Action item — Whenever a line in the material below contains "endpoint", copy that line.
◇ ◇ ◇ ◇ ◇
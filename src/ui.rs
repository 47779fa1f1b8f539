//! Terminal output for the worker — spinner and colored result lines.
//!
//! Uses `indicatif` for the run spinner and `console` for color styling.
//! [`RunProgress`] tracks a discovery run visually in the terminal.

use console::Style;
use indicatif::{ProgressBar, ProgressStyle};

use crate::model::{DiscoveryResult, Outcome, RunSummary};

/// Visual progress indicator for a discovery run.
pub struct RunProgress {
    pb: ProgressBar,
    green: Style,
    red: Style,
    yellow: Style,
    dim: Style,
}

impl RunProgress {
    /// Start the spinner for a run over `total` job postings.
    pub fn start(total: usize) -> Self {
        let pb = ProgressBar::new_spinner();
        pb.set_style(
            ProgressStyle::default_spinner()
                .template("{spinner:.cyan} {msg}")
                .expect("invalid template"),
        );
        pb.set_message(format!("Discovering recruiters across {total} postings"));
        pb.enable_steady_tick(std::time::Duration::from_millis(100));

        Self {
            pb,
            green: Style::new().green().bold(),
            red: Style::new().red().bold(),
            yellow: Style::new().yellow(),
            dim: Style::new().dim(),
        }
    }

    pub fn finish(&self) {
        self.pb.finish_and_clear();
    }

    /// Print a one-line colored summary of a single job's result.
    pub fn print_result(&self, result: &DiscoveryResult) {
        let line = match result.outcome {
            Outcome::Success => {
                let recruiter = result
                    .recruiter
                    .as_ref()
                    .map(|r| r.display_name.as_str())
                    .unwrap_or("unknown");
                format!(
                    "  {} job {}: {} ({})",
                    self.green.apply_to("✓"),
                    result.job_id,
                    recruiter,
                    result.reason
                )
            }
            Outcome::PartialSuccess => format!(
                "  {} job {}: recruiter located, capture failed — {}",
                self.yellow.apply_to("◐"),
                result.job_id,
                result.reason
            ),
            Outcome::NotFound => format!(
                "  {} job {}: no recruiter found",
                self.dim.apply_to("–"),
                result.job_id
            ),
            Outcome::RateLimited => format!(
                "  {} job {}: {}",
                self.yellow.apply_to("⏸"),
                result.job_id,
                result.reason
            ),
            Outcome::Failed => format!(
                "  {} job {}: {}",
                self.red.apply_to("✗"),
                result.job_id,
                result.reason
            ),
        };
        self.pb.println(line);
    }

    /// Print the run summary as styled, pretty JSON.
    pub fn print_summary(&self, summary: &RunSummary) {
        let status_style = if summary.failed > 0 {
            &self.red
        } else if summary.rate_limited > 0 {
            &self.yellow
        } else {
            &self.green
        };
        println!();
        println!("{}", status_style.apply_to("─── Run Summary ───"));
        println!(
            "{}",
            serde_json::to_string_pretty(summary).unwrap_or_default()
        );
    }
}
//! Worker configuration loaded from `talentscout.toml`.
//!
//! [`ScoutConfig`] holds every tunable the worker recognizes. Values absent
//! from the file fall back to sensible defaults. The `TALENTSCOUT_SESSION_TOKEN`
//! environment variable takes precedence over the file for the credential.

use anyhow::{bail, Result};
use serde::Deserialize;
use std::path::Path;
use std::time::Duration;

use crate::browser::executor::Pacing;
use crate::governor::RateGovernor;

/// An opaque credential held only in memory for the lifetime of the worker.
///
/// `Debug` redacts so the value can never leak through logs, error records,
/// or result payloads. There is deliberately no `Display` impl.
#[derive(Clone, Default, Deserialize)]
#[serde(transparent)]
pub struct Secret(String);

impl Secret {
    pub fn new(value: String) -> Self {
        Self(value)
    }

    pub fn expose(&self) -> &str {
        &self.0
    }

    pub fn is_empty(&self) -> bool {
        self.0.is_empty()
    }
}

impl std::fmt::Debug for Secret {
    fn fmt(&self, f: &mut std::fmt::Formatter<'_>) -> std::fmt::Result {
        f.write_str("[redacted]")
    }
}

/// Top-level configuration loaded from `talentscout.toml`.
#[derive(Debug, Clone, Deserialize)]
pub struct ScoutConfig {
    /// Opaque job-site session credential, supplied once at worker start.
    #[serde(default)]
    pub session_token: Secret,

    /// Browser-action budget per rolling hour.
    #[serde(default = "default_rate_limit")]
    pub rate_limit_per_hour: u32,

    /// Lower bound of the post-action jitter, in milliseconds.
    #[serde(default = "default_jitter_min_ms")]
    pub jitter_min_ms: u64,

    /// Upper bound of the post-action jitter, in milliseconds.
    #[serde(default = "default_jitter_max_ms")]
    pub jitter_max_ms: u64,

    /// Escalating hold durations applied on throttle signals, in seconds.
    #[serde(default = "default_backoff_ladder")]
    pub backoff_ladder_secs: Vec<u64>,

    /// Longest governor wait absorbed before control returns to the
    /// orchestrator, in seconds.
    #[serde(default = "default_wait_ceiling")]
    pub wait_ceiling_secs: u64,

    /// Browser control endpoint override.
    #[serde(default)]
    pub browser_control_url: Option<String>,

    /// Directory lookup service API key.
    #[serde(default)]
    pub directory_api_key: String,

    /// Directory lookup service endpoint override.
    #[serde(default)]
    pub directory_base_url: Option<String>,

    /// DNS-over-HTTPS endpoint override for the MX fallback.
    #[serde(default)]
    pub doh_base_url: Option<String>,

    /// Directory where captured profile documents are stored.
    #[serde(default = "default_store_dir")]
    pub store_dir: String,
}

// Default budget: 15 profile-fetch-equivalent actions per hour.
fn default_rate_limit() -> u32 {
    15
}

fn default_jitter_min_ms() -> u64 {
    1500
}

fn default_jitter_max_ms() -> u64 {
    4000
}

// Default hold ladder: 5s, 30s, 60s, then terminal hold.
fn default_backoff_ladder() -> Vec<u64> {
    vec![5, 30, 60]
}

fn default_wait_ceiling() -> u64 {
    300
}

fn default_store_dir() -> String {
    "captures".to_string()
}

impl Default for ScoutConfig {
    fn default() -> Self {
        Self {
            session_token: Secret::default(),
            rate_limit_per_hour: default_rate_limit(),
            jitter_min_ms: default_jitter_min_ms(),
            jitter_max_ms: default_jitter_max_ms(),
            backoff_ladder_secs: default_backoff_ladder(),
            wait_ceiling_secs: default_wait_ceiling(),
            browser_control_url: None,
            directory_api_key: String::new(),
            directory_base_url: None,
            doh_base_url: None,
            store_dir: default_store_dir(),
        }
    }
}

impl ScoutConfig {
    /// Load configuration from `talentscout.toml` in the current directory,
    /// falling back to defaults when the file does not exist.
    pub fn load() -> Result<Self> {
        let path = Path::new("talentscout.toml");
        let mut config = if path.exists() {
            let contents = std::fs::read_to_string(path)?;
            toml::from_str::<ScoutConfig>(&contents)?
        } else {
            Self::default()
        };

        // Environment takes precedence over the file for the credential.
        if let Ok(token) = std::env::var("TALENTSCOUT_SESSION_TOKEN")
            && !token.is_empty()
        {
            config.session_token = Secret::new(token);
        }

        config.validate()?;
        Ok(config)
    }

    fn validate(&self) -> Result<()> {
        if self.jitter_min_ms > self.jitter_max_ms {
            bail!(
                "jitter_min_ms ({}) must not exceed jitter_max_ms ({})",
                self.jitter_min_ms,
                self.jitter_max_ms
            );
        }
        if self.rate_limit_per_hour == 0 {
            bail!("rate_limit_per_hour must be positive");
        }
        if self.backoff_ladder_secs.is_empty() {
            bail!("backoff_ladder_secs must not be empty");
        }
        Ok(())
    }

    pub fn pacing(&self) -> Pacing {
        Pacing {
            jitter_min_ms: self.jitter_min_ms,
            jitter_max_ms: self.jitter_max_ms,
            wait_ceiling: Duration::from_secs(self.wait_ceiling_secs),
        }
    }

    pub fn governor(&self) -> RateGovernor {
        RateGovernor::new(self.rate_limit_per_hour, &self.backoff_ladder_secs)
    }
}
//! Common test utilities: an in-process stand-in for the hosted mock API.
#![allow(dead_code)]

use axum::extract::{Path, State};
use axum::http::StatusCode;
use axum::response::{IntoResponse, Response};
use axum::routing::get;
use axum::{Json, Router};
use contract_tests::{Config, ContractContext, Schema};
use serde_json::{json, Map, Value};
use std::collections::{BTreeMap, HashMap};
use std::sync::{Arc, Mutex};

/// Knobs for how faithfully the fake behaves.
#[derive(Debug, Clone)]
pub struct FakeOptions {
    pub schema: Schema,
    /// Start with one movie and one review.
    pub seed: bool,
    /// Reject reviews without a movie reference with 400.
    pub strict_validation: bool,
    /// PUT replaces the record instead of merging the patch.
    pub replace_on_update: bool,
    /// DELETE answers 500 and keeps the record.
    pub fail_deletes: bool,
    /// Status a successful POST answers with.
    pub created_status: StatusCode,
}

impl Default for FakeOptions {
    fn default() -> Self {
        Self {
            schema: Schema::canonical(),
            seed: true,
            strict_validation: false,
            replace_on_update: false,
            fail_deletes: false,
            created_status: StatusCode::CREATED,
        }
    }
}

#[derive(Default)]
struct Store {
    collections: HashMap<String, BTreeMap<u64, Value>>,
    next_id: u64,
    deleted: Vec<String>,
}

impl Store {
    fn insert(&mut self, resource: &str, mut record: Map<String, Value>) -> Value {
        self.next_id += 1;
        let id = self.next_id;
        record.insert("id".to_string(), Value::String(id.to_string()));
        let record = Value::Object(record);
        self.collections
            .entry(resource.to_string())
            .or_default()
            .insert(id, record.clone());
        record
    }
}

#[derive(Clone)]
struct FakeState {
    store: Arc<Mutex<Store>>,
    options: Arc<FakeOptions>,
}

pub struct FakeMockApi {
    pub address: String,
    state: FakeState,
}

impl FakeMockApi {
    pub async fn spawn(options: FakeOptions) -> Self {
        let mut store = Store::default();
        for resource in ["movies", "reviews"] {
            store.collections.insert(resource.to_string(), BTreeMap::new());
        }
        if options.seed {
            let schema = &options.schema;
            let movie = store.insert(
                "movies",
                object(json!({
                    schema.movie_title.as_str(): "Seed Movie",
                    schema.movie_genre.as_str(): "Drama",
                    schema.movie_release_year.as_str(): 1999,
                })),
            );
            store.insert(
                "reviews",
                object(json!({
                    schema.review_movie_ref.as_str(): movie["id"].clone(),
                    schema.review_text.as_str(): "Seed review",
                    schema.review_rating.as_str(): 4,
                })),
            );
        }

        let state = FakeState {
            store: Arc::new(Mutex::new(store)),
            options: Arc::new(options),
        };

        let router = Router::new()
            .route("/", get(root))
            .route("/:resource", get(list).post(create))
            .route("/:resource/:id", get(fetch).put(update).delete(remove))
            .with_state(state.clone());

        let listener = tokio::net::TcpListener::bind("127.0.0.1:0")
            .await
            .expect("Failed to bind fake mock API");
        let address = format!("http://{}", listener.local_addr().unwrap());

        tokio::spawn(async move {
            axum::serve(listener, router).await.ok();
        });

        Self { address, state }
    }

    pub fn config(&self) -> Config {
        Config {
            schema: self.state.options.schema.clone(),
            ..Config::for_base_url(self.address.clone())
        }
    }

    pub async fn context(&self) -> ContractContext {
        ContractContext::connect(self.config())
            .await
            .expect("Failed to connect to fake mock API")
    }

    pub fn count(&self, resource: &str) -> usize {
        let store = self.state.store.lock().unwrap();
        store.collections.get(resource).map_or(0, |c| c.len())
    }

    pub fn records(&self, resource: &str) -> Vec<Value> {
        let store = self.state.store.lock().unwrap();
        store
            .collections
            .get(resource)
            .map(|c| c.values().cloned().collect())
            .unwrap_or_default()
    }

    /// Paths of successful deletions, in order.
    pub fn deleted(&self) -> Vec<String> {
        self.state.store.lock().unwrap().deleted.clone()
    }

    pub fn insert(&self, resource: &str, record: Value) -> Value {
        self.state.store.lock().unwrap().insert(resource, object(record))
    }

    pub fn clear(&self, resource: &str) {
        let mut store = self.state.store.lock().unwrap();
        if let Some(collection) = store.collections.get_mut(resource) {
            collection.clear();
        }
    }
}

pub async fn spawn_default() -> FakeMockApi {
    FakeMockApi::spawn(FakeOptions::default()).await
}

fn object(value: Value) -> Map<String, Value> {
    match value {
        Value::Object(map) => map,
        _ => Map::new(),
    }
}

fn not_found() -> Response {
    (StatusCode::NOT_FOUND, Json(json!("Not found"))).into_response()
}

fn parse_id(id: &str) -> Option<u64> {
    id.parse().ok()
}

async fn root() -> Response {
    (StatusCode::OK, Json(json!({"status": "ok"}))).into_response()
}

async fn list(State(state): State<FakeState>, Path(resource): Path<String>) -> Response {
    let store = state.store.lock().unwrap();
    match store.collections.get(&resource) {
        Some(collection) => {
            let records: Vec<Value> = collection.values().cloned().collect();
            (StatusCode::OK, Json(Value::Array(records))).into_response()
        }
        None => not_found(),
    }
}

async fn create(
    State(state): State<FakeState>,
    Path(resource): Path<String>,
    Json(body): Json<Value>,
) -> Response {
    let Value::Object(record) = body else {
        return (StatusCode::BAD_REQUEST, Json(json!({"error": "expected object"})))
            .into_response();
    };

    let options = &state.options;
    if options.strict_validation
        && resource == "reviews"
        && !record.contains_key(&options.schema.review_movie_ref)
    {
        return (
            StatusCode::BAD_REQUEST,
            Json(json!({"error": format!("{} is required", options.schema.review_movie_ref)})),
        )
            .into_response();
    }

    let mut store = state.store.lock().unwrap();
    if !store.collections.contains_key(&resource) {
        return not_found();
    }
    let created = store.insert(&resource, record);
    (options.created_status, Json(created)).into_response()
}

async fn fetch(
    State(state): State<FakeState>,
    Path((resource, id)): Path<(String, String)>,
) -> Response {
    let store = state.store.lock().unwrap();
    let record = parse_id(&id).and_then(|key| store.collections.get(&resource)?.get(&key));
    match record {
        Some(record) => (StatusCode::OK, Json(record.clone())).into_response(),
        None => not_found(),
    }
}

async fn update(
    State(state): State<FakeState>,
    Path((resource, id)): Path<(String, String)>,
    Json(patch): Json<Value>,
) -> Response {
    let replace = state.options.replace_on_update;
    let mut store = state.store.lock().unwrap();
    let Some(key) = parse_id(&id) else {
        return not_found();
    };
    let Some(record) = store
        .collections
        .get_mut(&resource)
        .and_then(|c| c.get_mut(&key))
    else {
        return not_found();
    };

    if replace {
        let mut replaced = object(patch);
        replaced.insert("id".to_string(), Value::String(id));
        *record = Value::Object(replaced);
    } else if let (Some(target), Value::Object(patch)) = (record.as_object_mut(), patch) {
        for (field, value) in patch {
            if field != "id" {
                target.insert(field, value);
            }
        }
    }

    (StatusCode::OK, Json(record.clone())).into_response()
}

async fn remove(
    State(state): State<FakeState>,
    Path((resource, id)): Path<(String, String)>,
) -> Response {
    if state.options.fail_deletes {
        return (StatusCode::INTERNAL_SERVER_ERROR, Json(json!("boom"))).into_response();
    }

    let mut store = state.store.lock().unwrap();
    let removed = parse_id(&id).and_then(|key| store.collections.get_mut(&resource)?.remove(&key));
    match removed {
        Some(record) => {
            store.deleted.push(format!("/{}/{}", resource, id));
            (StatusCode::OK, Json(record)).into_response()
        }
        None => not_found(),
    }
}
◇ ◇ ◇ ◇ ◇
Written solution —
    /// Browser control endpoint override.
    /// Directory lookup service endpoint override.
    /// DNS-over-HTTPS endpoint override for the MX fallback.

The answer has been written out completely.